Héberger les migrants mineurs pour leur éviter la rue.

La Fondation Abbé Pierre soutient l’association brestoise « Solami » créée en 2017 qui accompagne les migrants vers la reconnaissance de leurs droits.

11/06/2018 | Crédits photos : Deux jeunes accompagnés par Solami avec Anais, une bénévole. © droits réservés

Florian a 30 ans, il travaille à Brest depuis 3 mois et a tout de suite chercher à s’impliquer auprès d’une association d’aide aux migrants. « J’avais été bénévole dans une autre association et je voulais continuer à m’impliquer. J’ai découvert Solami qui s’occupe notamment de l’accueil et de l’hébergement des mineurs. Nous sommes plusieurs bénévoles par appartement et notre objectif est d’essayer de rendre leur quotidien moins lourd. Très peu parlent français, nous les aidons à prendre contact avec les autres associations locales, à avoir accès aux cours d’alphabétisation notamment, pour pouvoir reprendre une scolarité au plus vite. »

Chaque jeune hébergé – ils sont généralement 6 par appartement - signe un contrat avec l’association lui expliquant les avantages et soulignant l’engagement à respecter vis-à-vis des autres occupants.

« On se rend vite compte qu’un toit ne suffit pas. Il faut s’assurer des bonnes relations entre les jeunes, de la bonne tenue de l’appartement et bien sûr de l’alimentation et de la santé.  Les garçons ont entre 16 et 18 ans, je ne les questionne pas beaucoup sur leur parcours et sur leur histoire. S’ils le souhaitent, ils peuvent me parler mais j’essaye surtout de leur apporter un peu de sérénité. Aller à un match de foot, faire un jeu… je tente de leur faire oublier leur situation… »

Florian et les autres bénévoles passent au moins une fois par jour dans l’appartement de 45 m2 situé en plein cœur de Brest.
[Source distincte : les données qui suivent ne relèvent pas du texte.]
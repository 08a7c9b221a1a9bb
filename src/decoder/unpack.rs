//! Per-encoding sample unpacking with running min/max tracking.

use std::borrow::Cow;

use byteorder::{ByteOrder, LittleEndian};

use crate::error::{BlackoutError, Result};
use crate::format::{PaddingFilter, PhotometricInterpretation, PixelFormatDescriptor, PlanarConfiguration};

use super::raster::{FrameData, RasterFrame, ValueRange};

/// Storage layout chosen once per descriptor.
#[derive(Debug, Clone, Copy, PartialEq, Eq)]
pub(crate) enum Encoding {
    /// 1 bit allocated, one grayscale sample.
    Bit1,
    /// 8 bits allocated, one grayscale or palette sample.
    Packed8,
    /// 16 bits allocated, one grayscale or palette sample.
    Word16,
    /// 8 bits allocated, three samples.
    Rgb8,
    /// 32-bit float, one sample.
    Float32,
    /// 64-bit float, one sample.
    Float64,
}

impl Encoding {
    /// Dispatch on samples per pixel, bits allocated and photometric interpretation.
    pub(crate) fn select(format: &PixelFormatDescriptor) -> Result<Self> {
        let single = format.photometric_interpretation.is_single_channel();
        let monochrome = single && format.photometric_interpretation != PhotometricInterpretation::PaletteColor;
        match (format.samples_per_pixel, format.bits_allocated) {
            (1, 1) if monochrome => Ok(Encoding::Bit1),
            (1, 8) if single => Ok(Encoding::Packed8),
            (1, 16) if single => Ok(Encoding::Word16),
            (3, 8) if !single => Ok(Encoding::Rgb8),
            (1, 32) if monochrome => Ok(Encoding::Float32),
            (1, 64) if monochrome => Ok(Encoding::Float64),
            (samples, bits) => Err(BlackoutError::UnsupportedEncoding(format!(
                "{} with {} sample(s) of {} bits allocated ({} stored)",
                format.photometric_interpretation, samples, bits, format.bits_stored
            ))),
        }
    }
}

/// Borrowed view over stored pixel data.
#[derive(Debug, Clone, Copy)]
pub(crate) enum SampleView<'a> {
    /// Little-endian byte stream.
    Bytes(&'a [u8]),
    /// 16-bit words; bytes are taken low byte first.
    Words(&'a [u16]),
}

impl<'a> SampleView<'a> {
    /// Length of the data in bytes.
    pub(crate) fn byte_len(&self) -> usize {
        match self {
            SampleView::Bytes(b) => b.len(),
            SampleView::Words(w) => w.len() * 2,
        }
    }

    /// `len` bytes starting at byte `start`.
    pub(crate) fn bytes(&self, start: usize, len: usize) -> Result<Cow<'a, [u8]>> {
        check_bounds(start, len, self.byte_len())?;
        Ok(match *self {
            SampleView::Bytes(b) => Cow::Borrowed(&b[start..start + len]),
            SampleView::Words(w) => Cow::Owned(
                (start..start + len)
                    .map(|i| {
                        let word = w[i / 2];
                        if i % 2 == 0 {
                            word as u8
                        } else {
                            (word >> 8) as u8
                        }
                    })
                    .collect(),
            ),
        })
    }

    /// `len` 16-bit words starting at word `start`.
    pub(crate) fn words(&self, start: usize, len: usize) -> Result<Cow<'a, [u16]>> {
        check_bounds(start * 2, len * 2, self.byte_len())?;
        Ok(match *self {
            SampleView::Bytes(b) => {
                let mut words = vec![0u16; len];
                LittleEndian::read_u16_into(&b[start * 2..(start + len) * 2], &mut words);
                Cow::Owned(words)
            }
            SampleView::Words(w) => Cow::Borrowed(&w[start..start + len]),
        })
    }
}

fn check_bounds(start: usize, len: usize, available: usize) -> Result<()> {
    if start + len > available {
        return Err(BlackoutError::UnsupportedEncoding(format!(
            "pixel data too short: need bytes {}..{}, have {}",
            start,
            start + len,
            available
        )));
    }
    Ok(())
}

/// Running min/max that ignores padding values.
struct RangeTracker {
    padding: Option<PaddingFilter>,
    min: i64,
    max: i64,
    seen: bool,
}

impl RangeTracker {
    fn new(padding: Option<PaddingFilter>) -> Self {
        Self {
            padding,
            min: i64::MAX,
            max: i64::MIN,
            seen: false,
        }
    }

    #[inline]
    fn observe(&mut self, value: i64) {
        if let Some(padding) = &self.padding {
            if padding.contains(value) {
                return;
            }
        }
        self.seen = true;
        self.min = self.min.min(value);
        self.max = self.max.max(value);
    }

    fn finish(self) -> Option<ValueRange> {
        self.seen
            .then(|| ValueRange::new(self.min as f64, self.max as f64))
    }
}

/// Decode frame `index` of `view`.
pub(crate) fn decode_frame(
    view: SampleView<'_>,
    format: &PixelFormatDescriptor,
    encoding: Encoding,
    index: usize,
    padding: Option<PaddingFilter>,
) -> Result<RasterFrame> {
    let frame = match encoding {
        Encoding::Bit1 => unpack_bit1(view, format, index)?,
        Encoding::Packed8 => unpack_packed8(view, format, index, padding)?,
        Encoding::Word16 => unpack_word16(view, format, index, padding)?,
        Encoding::Rgb8 => unpack_rgb8(view, format, index)?,
        Encoding::Float32 => unpack_float32(view, format, index)?,
        Encoding::Float64 => unpack_float64(view, format, index)?,
    };
    log::debug!(
        "Decoded frame {} as {} ({}x{}, range {:?})",
        index,
        frame.data().type_name(),
        frame.width(),
        frame.height(),
        frame.value_range()
    );
    Ok(frame)
}

fn unpack_bit1(view: SampleView<'_>, format: &PixelFormatDescriptor, index: usize) -> Result<RasterFrame> {
    let pixels = format.pixel_count();
    let start_bit = index * pixels;
    let first_byte = start_bit / 8;
    let shift = start_bit % 8;
    let span = (shift + pixels).div_ceil(8);
    let source = view.bytes(first_byte, span)?;

    let mut packed = vec![0u8; pixels.div_ceil(8)];
    if shift == 0 {
        let len = packed.len();
        packed.copy_from_slice(&source[..len]);
        let tail = pixels % 8;
        if tail != 0 {
            if let Some(last) = packed.last_mut() {
                *last &= (1u8 << tail) - 1;
            }
        }
    } else {
        for i in 0..pixels {
            let pos = shift + i;
            if (source[pos / 8] >> (pos % 8)) & 1 == 1 {
                packed[i / 8] |= 1 << (i % 8);
            }
        }
    }

    Ok(RasterFrame::new(
        format.columns,
        format.rows,
        FrameData::Bit1(packed),
        Some(ValueRange::new(0.0, 1.0)),
    ))
}

fn unpack_packed8(
    view: SampleView<'_>,
    format: &PixelFormatDescriptor,
    index: usize,
    padding: Option<PaddingFilter>,
) -> Result<RasterFrame> {
    let n = format.samples_per_frame();
    let source = view.bytes(index * n, n)?;
    let mut tracker = RangeTracker::new(padding);

    let data = if format.is_signed() {
        let values = source
            .iter()
            .map(|&raw| {
                let value = format.normalize(raw as u32);
                tracker.observe(value);
                value as i8
            })
            .collect();
        FrameData::S8(values)
    } else {
        let values = source
            .iter()
            .map(|&raw| {
                let value = format.normalize(raw as u32);
                tracker.observe(value);
                value as u8
            })
            .collect();
        FrameData::U8(values)
    };

    Ok(RasterFrame::new(format.columns, format.rows, data, tracker.finish()))
}

fn unpack_word16(
    view: SampleView<'_>,
    format: &PixelFormatDescriptor,
    index: usize,
    padding: Option<PaddingFilter>,
) -> Result<RasterFrame> {
    let n = format.samples_per_frame();
    let source = view.words(index * n, n)?;
    let mut tracker = RangeTracker::new(padding);

    let data = if format.is_signed() {
        let values = source
            .iter()
            .map(|&raw| {
                let value = format.normalize(raw as u32);
                tracker.observe(value);
                value as i16
            })
            .collect();
        FrameData::S16(values)
    } else {
        let values = source
            .iter()
            .map(|&raw| {
                let value = format.normalize(raw as u32);
                tracker.observe(value);
                value as u16
            })
            .collect();
        FrameData::U16(values)
    };

    Ok(RasterFrame::new(format.columns, format.rows, data, tracker.finish()))
}

fn unpack_rgb8(view: SampleView<'_>, format: &PixelFormatDescriptor, index: usize) -> Result<RasterFrame> {
    let pixels = format.pixel_count();
    let n = pixels * 3;
    let source = view.bytes(index * n, n)?;

    let data = match format.planar_configuration {
        PlanarConfiguration::Interleaved => source.into_owned(),
        PlanarConfiguration::ByPlane => {
            let mut interleaved = vec![0u8; n];
            for (band, plane) in source.chunks_exact(pixels).enumerate() {
                for (pixel, &value) in plane.iter().enumerate() {
                    interleaved[pixel * 3 + band] = value;
                }
            }
            interleaved
        }
    };

    Ok(RasterFrame::new(
        format.columns,
        format.rows,
        FrameData::Rgb8(data),
        Some(ValueRange::new(0.0, 255.0)),
    ))
}

fn unpack_float32(view: SampleView<'_>, format: &PixelFormatDescriptor, index: usize) -> Result<RasterFrame> {
    let n = format.pixel_count();
    let source = view.bytes(index * n * 4, n * 4)?;
    let mut values = vec![0f32; n];
    LittleEndian::read_f32_into(&source, &mut values);
    let range = float_range(values.iter().map(|&v| v as f64));
    Ok(RasterFrame::new(format.columns, format.rows, FrameData::F32(values), range))
}

fn unpack_float64(view: SampleView<'_>, format: &PixelFormatDescriptor, index: usize) -> Result<RasterFrame> {
    let n = format.pixel_count();
    let source = view.bytes(index * n * 8, n * 8)?;
    let mut values = vec![0f64; n];
    LittleEndian::read_f64_into(&source, &mut values);
    let range = float_range(values.iter().copied());
    Ok(RasterFrame::new(format.columns, format.rows, FrameData::F64(values), range))
}

fn float_range(values: impl Iterator<Item = f64>) -> Option<ValueRange> {
    values
        .filter(|v| v.is_finite())
        .fold(None, |acc: Option<ValueRange>, v| match acc {
            None => Some(ValueRange::new(v, v)),
            Some(r) => Some(ValueRange::new(r.min.min(v), r.max.max(v))),
        })
}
Une heure ou toute une soirée, le temps passé à créer du lien est très variable. « Les délais sont très longs pour essayer d’obtenir les documents d’Etat civil et essayer de faire reconnaître leurs droits ; ça n’est pas toujours facile pour eux de comprendre. Le distinguo entre l’association, les pouvoirs publics et notre bénévolat n’est pas évident. Mais nous avons aussi de bonnes nouvelles concernant certains jeunes et ça, c’est important pour tout le monde. »

Aujourd’hui, l’association Solami gère 6 logements de type F3 ou F4 avec le bailleur social Brest Métropole Habitat ou encore avec des propriétaires privés. 27 jeunes en ont bénéficié en moins d’un an et 16 y sont actuellement. « Nous avons eu 7 reconnaissances de minorité devant le juge des enfants et une sortie en internat. 3 jeunes ont quitté la ville. Notre budget est majoritairement consacré aux loyers des appartements mais nous avons désormais une personne qui vient encadrer nos bénévoles et assure un accompagnement social », précise Roger Morin, le président fondateur de l’association qui reconnaît que la situation a empiré depuis la création de Solami : « On a changé d’échelle sur Brest, il y a beaucoup plus de migrants mineurs en squat et nous ne pouvons pas loger tout le monde… »

Financé par la Fondation, le poste d’éducatrice à mi-temps permet d’assurer l’accompagnement social des jeunes et de soutenir les équipes bénévoles. Récemment, l’Agence Bretagne a animé une journée de formation avec la Cimade sur les questions migratoires de plus en plus prégnantes sur le département : une quinzaine d’associations, dont Solami, y ont participé.